Queste migrazioni hanno portato con sé conoscenze e costumi che ormai fanno parte della nostra vita quotidiana. I romani hanno introdotto la cultura del vino, gli ugonotti la tessitura e, in tempi più recenti, gli italiani la pasta. “Sono tutti esempi che mostrano in che modo la migrazione ci plasmi senza esserne consapevoli”, spiega Jakob Messerli.

Migrazioni multiple

La definizione stessa di migrazione è messa in discussione: nelle nostre società globalizzate, tutti vivono una moltitudine di esperienze migratorie. Per lo studio, il lavoro, il tempo libero… Non si tratta più solo di passaporti. “La nazionale di calcio ne è una perfetta illustrazione, dice il direttore del museo. La maggior parte dei giocatori ha radici al di fuori della Svizzera, ha il passaporto rosso a croce bianca, ma spesso lavora in altri paesi europei. Per me, è davvero un’ottima rappresentazione di quello che oggi è un po’ la norma”.

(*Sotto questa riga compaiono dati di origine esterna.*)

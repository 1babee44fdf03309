//! CPU Backend for lf_tensor.
//!
//! Dense, contiguous, row-major storage generic over the element type.

use std::marker::PhantomData;

use lf_tensor::prelude::*;
use lf_tensor::scalar;

/// CPU tensor storage.
#[derive(Clone, Debug, PartialEq)]
pub struct CpuTensor<T: Element> {
    data: Vec<T>,
    shape: Shape,
}

impl<T: Element> CpuTensor<T> {
    /// Create a new CPU tensor from data and shape.
    pub fn new(data: Vec<T>, shape: Shape) -> Result<Self> {
        if data.len() != shape.numel() {
            return Err(Error::shape_mismatch(
                "CpuTensor::new",
                &shape,
                &Shape::new(vec![data.len()]),
            ));
        }
        Ok(CpuTensor { data, shape })
    }

    /// Build from data whose length already matches `shape`.
    fn from_parts(data: Vec<T>, shape: Shape) -> Self {
        debug_assert_eq!(data.len(), shape.numel());
        CpuTensor { data, shape }
    }

    /// Consume the tensor and return its row-major data.
    pub fn into_vec(self) -> Vec<T> {
        self.data
    }
}

impl<T: Element> TensorData for CpuTensor<T> {
    type Elem = T;

    fn shape(&self) -> &Shape {
        &self.shape
    }

    fn as_slice(&self) -> &[T] {
        &self.data
    }

    fn as_slice_mut(&mut self) -> &mut [T] {
        &mut self.data
    }
}

/// Iterator over all multi-dimensional indices of a shape.
struct TensorIndices<'a> {
    shape: &'a Shape,
    current: Vec<usize>,
    done: bool,
}

impl<'a> TensorIndices<'a> {
    fn new(shape: &'a Shape) -> Self {
        TensorIndices {
            shape,
            current: vec![0; shape.ndim()],
            done: shape.numel() == 0,
        }
    }
}

impl Iterator for TensorIndices<'_> {
    type Item = Vec<usize>;

    fn next(&mut self) -> Option<Self::Item> {
        if self.done {
            return None;
        }

        let result = self.current.clone();

        if self.shape.ndim() == 0 {
            self.done = true;
            return Some(result);
        }

        // Increment indices (rightmost first, like odometer)
        let mut i = self.shape.ndim() - 1;
        loop {
            self.current[i] += 1;
            if self.current[i] < self.shape.dim(i) {
                break;
            }
            self.current[i] = 0;
            if i == 0 {
                self.done = true;
                break;
            }
            i -= 1;
        }

        Some(result)
    }
}

/// CPU backend marker type.
#[derive(Clone, Copy, Debug, Default)]
pub struct CpuBackend<T = f64>(PhantomData<T>);

impl<T: Element> Backend for CpuBackend<T> {
    type Elem = T;
    type Tensor = CpuTensor<T>;

    // === Creation ===

    fn zeros(shape: &Shape) -> CpuTensor<T> {
        CpuTensor::from_parts(vec![T::zero(); shape.numel()], shape.clone())
    }

    fn full(shape: &Shape, value: T) -> CpuTensor<T> {
        CpuTensor::from_parts(vec![value; shape.numel()], shape.clone())
    }

    fn from_vec(data: Vec<T>, shape: Shape) -> Result<CpuTensor<T>> {
        CpuTensor::new(data, shape)
    }

    // === Unary element-wise ===

    fn neg(x: &CpuTensor<T>) -> CpuTensor<T> {
        unary_op(x, |v| -v)
    }

    fn abs(x: &CpuTensor<T>) -> CpuTensor<T> {
        unary_op(x, |v| v.abs())
    }

    fn signum(x: &CpuTensor<T>) -> CpuTensor<T> {
        unary_op(x, scalar::sign)
    }

    fn exp(x: &CpuTensor<T>) -> CpuTensor<T> {
        unary_op(x, |v| v.exp())
    }

    fn log(x: &CpuTensor<T>) -> CpuTensor<T> {
        unary_op(x, |v| v.ln())
    }

    fn ln_1p(x: &CpuTensor<T>) -> CpuTensor<T> {
        unary_op(x, |v| v.ln_1p())
    }

    fn cosh(x: &CpuTensor<T>) -> CpuTensor<T> {
        unary_op(x, |v| v.cosh())
    }

    fn tanh(x: &CpuTensor<T>) -> CpuTensor<T> {
        unary_op(x, |v| v.tanh())
    }

    fn sigmoid(x: &CpuTensor<T>) -> CpuTensor<T> {
        unary_op(x, scalar::sigmoid)
    }

    fn sqrt(x: &CpuTensor<T>) -> CpuTensor<T> {
        unary_op(x, |v| v.sqrt())
    }

    fn square(x: &CpuTensor<T>) -> CpuTensor<T> {
        unary_op(x, |v| v * v)
    }

    fn map<F>(x: &CpuTensor<T>, f: F) -> CpuTensor<T>
    where
        F: Fn(T) -> T,
    {
        unary_op(x, f)
    }

    // === Binary element-wise with broadcasting ===

    fn add(a: &CpuTensor<T>, b: &CpuTensor<T>) -> Result<CpuTensor<T>> {
        binary_op_broadcast("add", a, b, |x, y| x + y)
    }

    fn sub(a: &CpuTensor<T>, b: &CpuTensor<T>) -> Result<CpuTensor<T>> {
        binary_op_broadcast("sub", a, b, |x, y| x - y)
    }

    fn mul(a: &CpuTensor<T>, b: &CpuTensor<T>) -> Result<CpuTensor<T>> {
        binary_op_broadcast("mul", a, b, |x, y| x * y)
    }

    fn div(a: &CpuTensor<T>, b: &CpuTensor<T>) -> Result<CpuTensor<T>> {
        binary_op_broadcast("div", a, b, |x, y| x / y)
    }

    fn maximum(a: &CpuTensor<T>, b: &CpuTensor<T>) -> Result<CpuTensor<T>> {
        binary_op_broadcast("maximum", a, b, |x, y| x.max(y))
    }

    fn zip_map<F>(a: &CpuTensor<T>, b: &CpuTensor<T>, f: F) -> Result<CpuTensor<T>>
    where
        F: Fn(T, T) -> T,
    {
        binary_op_broadcast("zip_map", a, b, f)
    }

    // === Scalar ===

    fn scale(x: &CpuTensor<T>, factor: T) -> CpuTensor<T> {
        unary_op(x, |v| v * factor)
    }

    fn add_scalar(x: &CpuTensor<T>, value: T) -> CpuTensor<T> {
        unary_op(x, |v| v + value)
    }

    // === Reductions ===

    fn sum(x: &CpuTensor<T>) -> T {
        x.data.iter().copied().sum()
    }

    fn mean(x: &CpuTensor<T>) -> T {
        if x.data.is_empty() {
            return T::zero();
        }
        Self::sum(x) / T::constant(x.data.len() as f64)
    }

    fn dot(a: &CpuTensor<T>, b: &CpuTensor<T>) -> Result<T> {
        if a.shape != b.shape {
            return Err(Error::shape_mismatch("dot", &a.shape, &b.shape));
        }
        Ok(a.data.iter().zip(b.data.iter()).map(|(&x, &y)| x * y).sum())
    }

    // === Shape operations ===

    fn reshape(x: &CpuTensor<T>, shape: &Shape) -> Result<CpuTensor<T>> {
        if x.shape.numel() != shape.numel() {
            return Err(Error::shape_mismatch("reshape", shape, &x.shape));
        }
        Ok(CpuTensor::from_parts(x.data.clone(), shape.clone()))
    }

    fn split_rows(x: &CpuTensor<T>, at: usize) -> Result<(CpuTensor<T>, CpuTensor<T>)> {
        let rows = x.shape.rows();
        if x.shape.is_scalar() || at > rows {
            return Err(Error::shape_mismatch(
                "split_rows",
                &x.shape.with_leading(at),
                &x.shape,
            ));
        }
        let offset = at * x.shape.cols();
        let head = CpuTensor::from_parts(x.data[..offset].to_vec(), x.shape.with_leading(at));
        let tail = CpuTensor::from_parts(
            x.data[offset..].to_vec(),
            x.shape.with_leading(rows - at),
        );
        Ok((head, tail))
    }

    fn concat_rows(parts: &[&CpuTensor<T>]) -> Result<CpuTensor<T>> {
        let Some(first) = parts.first() else {
            return Ok(CpuTensor::from_parts(vec![], Shape::new(vec![0])));
        };

        let mut rows = 0;
        let mut data = Vec::with_capacity(parts.iter().map(|p| p.data.len()).sum());
        for part in parts {
            if part.shape.is_scalar() || part.shape.dims()[1..] != first.shape.dims()[1..] {
                return Err(Error::shape_mismatch(
                    "concat_rows",
                    &first.shape.with_leading(part.shape.rows()),
                    &part.shape,
                ));
            }
            rows += part.shape.rows();
            data.extend_from_slice(&part.data);
        }

        Ok(CpuTensor::from_parts(data, first.shape.with_leading(rows)))
    }

    // === Accumulation ===

    fn accumulate(dst: &mut CpuTensor<T>, src: &CpuTensor<T>) -> Result<()> {
        if dst.shape != src.shape {
            return Err(Error::shape_mismatch("accumulate", &dst.shape, &src.shape));
        }
        for (d, &s) in dst.data.iter_mut().zip(src.data.iter()) {
            *d = *d + s;
        }
        Ok(())
    }
}

/// Element-wise unary operation.
fn unary_op<T, F>(x: &CpuTensor<T>, op: F) -> CpuTensor<T>
where
    T: Element,
    F: Fn(T) -> T,
{
    let data: Vec<T> = x.data.iter().map(|&v| op(v)).collect();
    CpuTensor::from_parts(data, x.shape.clone())
}

/// Binary operation with broadcasting.
fn binary_op_broadcast<T, F>(
    op_name: &'static str,
    a: &CpuTensor<T>,
    b: &CpuTensor<T>,
    op: F,
) -> Result<CpuTensor<T>>
where
    T: Element,
    F: Fn(T, T) -> T,
{
    if a.shape == b.shape {
        let data: Vec<T> = a
            .data
            .iter()
            .zip(b.data.iter())
            .map(|(&x, &y)| op(x, y))
            .collect();
        return Ok(CpuTensor::from_parts(data, a.shape.clone()));
    }

    let out_shape = a
        .shape
        .broadcast_with(&b.shape)
        .ok_or_else(|| Error::shape_mismatch(op_name, &a.shape, &b.shape))?;

    let a_broadcast = broadcast_to(a, &out_shape);
    let b_broadcast = broadcast_to(b, &out_shape);

    let data: Vec<T> = a_broadcast
        .iter()
        .zip(b_broadcast.iter())
        .map(|(&x, &y)| op(x, y))
        .collect();

    Ok(CpuTensor::from_parts(data, out_shape))
}

/// Expand `x` to `shape`, which must be a broadcast of `x.shape`.
fn broadcast_to<T: Element>(x: &CpuTensor<T>, shape: &Shape) -> Vec<T> {
    if &x.shape == shape {
        return x.data.clone();
    }

    let offset = shape.ndim() - x.shape.ndim();
    let in_strides = x.shape.contiguous_strides();
    let mut data = Vec::with_capacity(shape.numel());

    for out_idx in TensorIndices::new(shape) {
        // Map output index to input index (accounting for broadcasting)
        let in_flat: usize = (0..x.shape.ndim())
            .map(|i| {
                if x.shape.dim(i) == 1 {
                    0
                } else {
                    out_idx[offset + i] * in_strides[i]
                }
            })
            .sum();
        data.push(x.data[in_flat]);
    }

    data
}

Musée d’histoire de Berne, Christine Moor

Il museo si è rivolto a cinque cittadini svizzeri e ha chiesto loro di effettuare un test del DNA per una ricerca genealogica. Dei video mostrano le loro reazioni quando scoprono i risultati: chi pensava di essere svizzero al 100% ha di che essere sorpreso. Tutti hanno origini molto diverse: nei paesi limitrofi, ma anche in Scandinavia o in Africa.

“Se si analizza la Svizzera sul lungo termine, ci si rende conto che è una società che si è costruita attraverso la migrazione, siamo una miscellanea incredibile, sottolinea Messerli. Anche se crediamo di essere impiantati in Svizzera da venti generazioni, il nostro DNA dimostra che non è così”.

Con la mostra “Homo migrans”, il museo vuole semplicemente invitare il visitatore a un momento di introspezione sulle sue origini. “Farlo riflettere sul fatto che la migrazione non è poi così lontana da lui, dice Jakob Messerli. In una prospettiva storica lunga, abbiamo tutti antenati migranti”.